Susan le explicó las condiciones. Un finiquito equivalente a dieciocho meses de sueldo y una prima con las correspondientes contribuciones al plan de pensiones y el mantenimiento del leasing del coche de empresa durante seis meses. Además de una carta de recomendación. A cambio, él se comprometía a no emprender acciones legales contra Harp ni a menospreciar en público a la compañía.
Arthur negó con la cabeza. Era una buena oferta. Hasta entonces nadie había recibido ese tipo de indemnización. Querían que se fuera sin hacer ruido. Tras un sinfín de vistas en los tribunales, tendría suerte si conseguía la mitad de lo que le ofrecían. Cogió el sobre.
—¿Lo aceptas? —preguntó Susan.
—Lo acepto, pero ambos deberíais sentiros avergonzados de vosotros mismos. ¿Cuándo será efectivo?
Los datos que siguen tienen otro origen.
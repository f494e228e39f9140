use crate::worker::{AgentDescriptor, WorkerLogic};
use calendor_core::{AgentLifecycle, AgentStatusRecord, AgentTask, CalendorError, CalendorResult, TaskState};
use calendor_store::Datastore;
use chrono::Utc;
use serde::{Deserialize, Serialize};
use serde_json::{json, Value};
use std::sync::atomic::{AtomicU64, Ordering};
use std::sync::Arc;
use std::time::Duration;
use tokio::sync::watch;
use uuid::Uuid;

/// Poll-loop timing for one agent runtime.
#[derive(Debug, Clone, Serialize, Deserialize)]
pub struct RuntimeConfig {
    /// Seconds between polls when the last cycle succeeded.
    #[serde(default = "default_poll_interval_secs")]
    pub poll_interval_secs: u64,
    /// Seconds to wait before polling again after a cycle-level failure.
    #[serde(default = "default_error_backoff_secs")]
    pub error_backoff_secs: u64,
}

fn default_poll_interval_secs() -> u64 {
    5
}

fn default_error_backoff_secs() -> u64 {
    10
}

impl Default for RuntimeConfig {
    fn default() -> Self {
        Self {
            poll_interval_secs: default_poll_interval_secs(),
            error_backoff_secs: default_error_backoff_secs(),
        }
    }
}

/// Poll loop and task lifecycle for one agent identity.
///
/// The runtime fetches eligible pending tasks for its agent, executes them
/// in priority order through the [`WorkerLogic`], and records every state
/// transition in the store. A failing task is recorded and skipped; only
/// store-level faults abort a cycle, and those back off and retry.
pub struct AgentRuntime {
    worker: Arc<dyn WorkerLogic>,
    store: Datastore,
    config: RuntimeConfig,
    descriptor: AgentDescriptor,
    processed: AtomicU64,
    errors: AtomicU64,
}

impl AgentRuntime {
    pub fn new(worker: Arc<dyn WorkerLogic>, store: Datastore, config: RuntimeConfig) -> Self {
        let descriptor = worker.descriptor();
        Self {
            worker,
            store,
            config,
            descriptor,
            processed: AtomicU64::new(0),
            errors: AtomicU64::new(0),
        }
    }

    pub fn agent_id(&self) -> &str {
        &self.descriptor.agent_id
    }

    /// Upsert this agent's status record with the current counters.
    pub async fn report_status(
        &self,
        state: AgentLifecycle,
        current_task: Option<&str>,
    ) -> CalendorResult<()> {
        let mut status = AgentStatusRecord::new(
            &self.descriptor.agent_id,
            self.descriptor.role,
            &self.descriptor.name,
        );
        status.state = state;
        status.current_task = current_task.map(str::to_string);
        status.last_activity = Utc::now();
        status.processed_count = self.processed.load(Ordering::Relaxed);
        status.error_count = self.errors.load(Ordering::Relaxed);
        self.store.upsert_status(&status).await
    }

    /// Queue a task addressed to any agent, returning its id.
    pub async fn enqueue_task(&self, task: AgentTask) -> CalendorResult<Uuid> {
        let task_id = task.task_id;
        tracing::info!(
            agent_id = %task.agent_id,
            task_type = %task.task_type,
            task_id = %task_id,
            priority = task.priority,
            "task queued"
        );
        self.store.insert_task(&task).await?;
        Ok(task_id)
    }

    /// Transition a task, maintaining its timestamps.
    ///
    /// The start timestamp is set only on the first entry to `processing`;
    /// the completion timestamp is set whenever the new state is terminal.
    pub async fn update_task(
        &self,
        task_id: Uuid,
        state: TaskState,
        output: Option<Value>,
        error: Option<String>,
    ) -> CalendorResult<()> {
        let existing = self
            .store
            .get_task(task_id)
            .await?
            .ok_or_else(|| CalendorError::Task(format!("unknown task: {task_id}")))?;

        let mut patch = json!({ "state": state });
        if state == TaskState::Processing && existing.started_at.is_none() {
            patch["started_at"] = serde_json::to_value(Utc::now())?;
        }
        if state.is_terminal() {
            patch["completed_at"] = serde_json::to_value(Utc::now())?;
        }
        if let Some(output) = output {
            patch["output"] = output;
        }
        if let Some(error) = error {
            patch["error"] = Value::String(error);
        }
        self.store.patch_task(task_id, patch).await?;
        Ok(())
    }

    /// Pending tasks for this agent in execution order, excluding any whose
    /// dependencies have not all completed.
    pub async fn fetch_pending(&self) -> CalendorResult<Vec<AgentTask>> {
        let pending = self.store.pending_tasks(&self.descriptor.agent_id).await?;
        if pending.iter().all(|t| t.dependencies.is_empty()) {
            return Ok(pending);
        }
        let completed = self.store.completed_task_ids().await?;
        Ok(pending
            .into_iter()
            .filter(|t| t.is_ready(&completed))
            .collect())
    }

    /// One poll cycle: drain the eligible queue, then report idle.
    ///
    /// Returns the number of tasks handled, successful or not.
    pub async fn run_cycle(&self) -> CalendorResult<usize> {
        let tasks = self.fetch_pending().await?;
        if tasks.is_empty() {
            self.report_status(AgentLifecycle::Idle, None).await?;
            return Ok(0);
        }

        let mut handled = 0;
        for task in tasks {
            self.report_status(AgentLifecycle::Processing, Some(&task.task_type))
                .await?;
            if let Err(error) = self.execute_task(&task).await {
                self.errors.fetch_add(1, Ordering::Relaxed);
                tracing::warn!(
                    agent_id = %self.descriptor.agent_id,
                    task_id = %task.task_id,
                    task_type = %task.task_type,
                    %error,
                    "task failed"
                );
                let _ = self
                    .update_task(task.task_id, TaskState::Failed, None, Some(error.to_string()))
                    .await;
            }
            handled += 1;
        }

        self.report_status(AgentLifecycle::Idle, None).await?;
        Ok(handled)
    }

    async fn execute_task(&self, task: &AgentTask) -> CalendorResult<()> {
        self.update_task(task.task_id, TaskState::Processing, None, None)
            .await?;
        let output = self.worker.handle(&task.task_type, &task.input).await?;
        self.update_task(task.task_id, TaskState::Completed, Some(output), None)
            .await?;
        self.processed.fetch_add(1, Ordering::Relaxed);
        tracing::info!(
            agent_id = %self.descriptor.agent_id,
            task_id = %task.task_id,
            task_type = %task.task_type,
            "task completed"
        );
        Ok(())
    }

    /// Run the poll loop until the stop signal flips or its sender drops.
    ///
    /// Cycle failures are reported and backed off, never propagated; the
    /// loop is only left through the stop channel. A best-effort `stopped`
    /// status is written on the way out.
    pub async fn run(&self, mut stop: watch::Receiver<bool>) {
        let agent_id = self.descriptor.agent_id.clone();

        if let Err(error) = self.start().await {
            tracing::error!(agent_id = %agent_id, %error, "agent failed to start");
            let _ = self.report_status(AgentLifecycle::Error, None).await;
            return;
        }
        tracing::info!(agent_id = %agent_id, role = %self.descriptor.role, "agent started");

        while !*stop.borrow() {
            let delay = match self.run_cycle().await {
                Ok(_) => Duration::from_secs(self.config.poll_interval_secs),
                Err(error) => {
                    tracing::error!(agent_id = %agent_id, %error, "agent cycle failed");
                    let _ = self.report_status(AgentLifecycle::Error, None).await;
                    Duration::from_secs(self.config.error_backoff_secs)
                }
            };

            tokio::select! {
                () = tokio::time::sleep(delay) => {}
                changed = stop.changed() => {
                    if changed.is_err() {
                        break;
                    }
                }
            }
        }

        let _ = self.report_status(AgentLifecycle::Stopped, None).await;
        tracing::info!(agent_id = %agent_id, "agent stopped");
    }

    /// Report `starting`, initialize the worker, then settle to `idle`
    /// ahead of the first cycle.
    async fn start(&self) -> CalendorResult<()> {
        self.report_status(AgentLifecycle::Starting, None).await?;
        self.worker.initialize().await?;
        self.report_status(AgentLifecycle::Idle, None).await
    }
}

#[cfg(test)]
mod tests {
    use super::*;
    use async_trait::async_trait;
    use calendor_core::AgentRole;
    use calendor_store::MemoryStore;

    /// Worker that completes every task except those of type `boom`.
    struct StubWorker;

    #[async_trait]
    impl WorkerLogic for StubWorker {
        fn descriptor(&self) -> AgentDescriptor {
            AgentDescriptor::new("stub-a", AgentRole::Mailbox, "Stub")
        }

        async fn handle(&self, task_type: &str, input: &Value) -> CalendorResult<Value> {
            if task_type == "boom" {
                return Err(CalendorError::Worker("boom".into()));
            }
            Ok(json!({ "echo": input }))
        }
    }

    fn runtime(store: &Datastore) -> AgentRuntime {
        AgentRuntime::new(Arc::new(StubWorker), store.clone(), RuntimeConfig::default())
    }

    fn store() -> Datastore {
        Datastore::new(Arc::new(MemoryStore::new()))
    }

    #[tokio::test]
    async fn test_cycle_completes_tasks_in_priority_order() {
        let store = store();
        let rt = runtime(&store);
        let low = AgentTask::new("stub-a", "echo", json!({"n": 1})).with_priority(1);
        let high = AgentTask::new("stub-a", "echo", json!({"n": 2})).with_priority(5);
        rt.enqueue_task(low.clone()).await.unwrap();
        rt.enqueue_task(high.clone()).await.unwrap();

        assert_eq!(rt.run_cycle().await.unwrap(), 2);

        let done_high = store.get_task(high.task_id).await.unwrap().unwrap();
        let done_low = store.get_task(low.task_id).await.unwrap().unwrap();
        assert_eq!(done_high.state, TaskState::Completed);
        assert_eq!(done_low.state, TaskState::Completed);
        // Higher priority ran first.
        assert!(done_high.completed_at.unwrap() <= done_low.completed_at.unwrap());
        assert_eq!(done_high.output, Some(json!({"echo": {"n": 2}})));
    }

    #[tokio::test]
    async fn test_task_failure_is_isolated() {
        let store = store();
        let rt = runtime(&store);
        let bad = AgentTask::new("stub-a", "boom", json!({})).with_priority(5);
        let good = AgentTask::new("stub-a", "echo", json!({})).with_priority(1);
        rt.enqueue_task(bad.clone()).await.unwrap();
        rt.enqueue_task(good.clone()).await.unwrap();

        assert_eq!(rt.run_cycle().await.unwrap(), 2);

        let failed = store.get_task(bad.task_id).await.unwrap().unwrap();
        assert_eq!(failed.state, TaskState::Failed);
        assert!(failed.error.as_deref().unwrap().contains("boom"));
        assert!(failed.completed_at.is_some());

        // The failure did not block the rest of the cycle.
        let ok = store.get_task(good.task_id).await.unwrap().unwrap();
        assert_eq!(ok.state, TaskState::Completed);

        let status = store.get_status("stub-a").await.unwrap().unwrap();
        assert_eq!(status.processed_count, 1);
        assert_eq!(status.error_count, 1);
        assert_eq!(status.state, AgentLifecycle::Idle);
    }

    #[tokio::test]
    async fn test_started_at_set_only_once() {
        let store = store();
        let rt = runtime(&store);
        let task = AgentTask::new("stub-a", "echo", json!({}));
        rt.enqueue_task(task.clone()).await.unwrap();

        rt.update_task(task.task_id, TaskState::Processing, None, None)
            .await
            .unwrap();
        let first = store.get_task(task.task_id).await.unwrap().unwrap();
        let started = first.started_at.unwrap();

        rt.update_task(task.task_id, TaskState::Processing, None, None)
            .await
            .unwrap();
        let second = store.get_task(task.task_id).await.unwrap().unwrap();
        assert_eq!(second.started_at, Some(started));
        assert!(second.completed_at.is_none());
    }

    #[tokio::test]
    async fn test_dependency_gating() {
        let store = store();
        let rt = runtime(&store);
        let dep = AgentTask::new("other-a", "echo", json!({}));
        let gated =
            AgentTask::new("stub-a", "echo", json!({})).with_dependencies(vec![dep.task_id]);
        store.insert_task(&dep).await.unwrap();
        rt.enqueue_task(gated.clone()).await.unwrap();

        // Dependency still pending: nothing is eligible.
        assert!(rt.fetch_pending().await.unwrap().is_empty());

        store
            .patch_task(dep.task_id, json!({"state": "completed"}))
            .await
            .unwrap();
        let eligible = rt.fetch_pending().await.unwrap();
        assert_eq!(eligible.len(), 1);
        assert_eq!(eligible[0].task_id, gated.task_id);
    }

    #[tokio::test]
    async fn test_start_settles_to_idle() {
        let store = store();
        let rt = runtime(&store);
        rt.start().await.unwrap();
        // An initialized agent is idle until its first task, never stuck
        // on `starting`.
        let status = store.get_status("stub-a").await.unwrap().unwrap();
        assert_eq!(status.state, AgentLifecycle::Idle);
        assert_eq!(status.processed_count, 0);
    }

    #[tokio::test]
    async fn test_idle_cycle_reports_status() {
        let store = store();
        let rt = runtime(&store);
        assert_eq!(rt.run_cycle().await.unwrap(), 0);
        let status = store.get_status("stub-a").await.unwrap().unwrap();
        assert_eq!(status.state, AgentLifecycle::Idle);
    }

    #[tokio::test]
    async fn test_update_unknown_task_fails() {
        let store = store();
        let rt = runtime(&store);
        let result = rt
            .update_task(Uuid::new_v4(), TaskState::Completed, None, None)
            .await;
        assert!(matches!(result, Err(CalendorError::Task(_))));
    }
}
—De manera inmediata —respondió Susan. Parecía que quería zanjar la cuestión cuanto antes—. Un guarda de seguridad te espera en tu despacho para supervisar la retirada de tus efectos personales.
—Genial. ¿Por qué no me sacáis una foto para el boletín mientras lo meto todo en una caja? —Cuando llegó a la puerta se volvió—. Adiós, Martin. Siento que haya tenido que acabar así.
—Yo también lo siento, Arthur. De verdad —murmuró Ash sin levantar la mirada de la moqueta.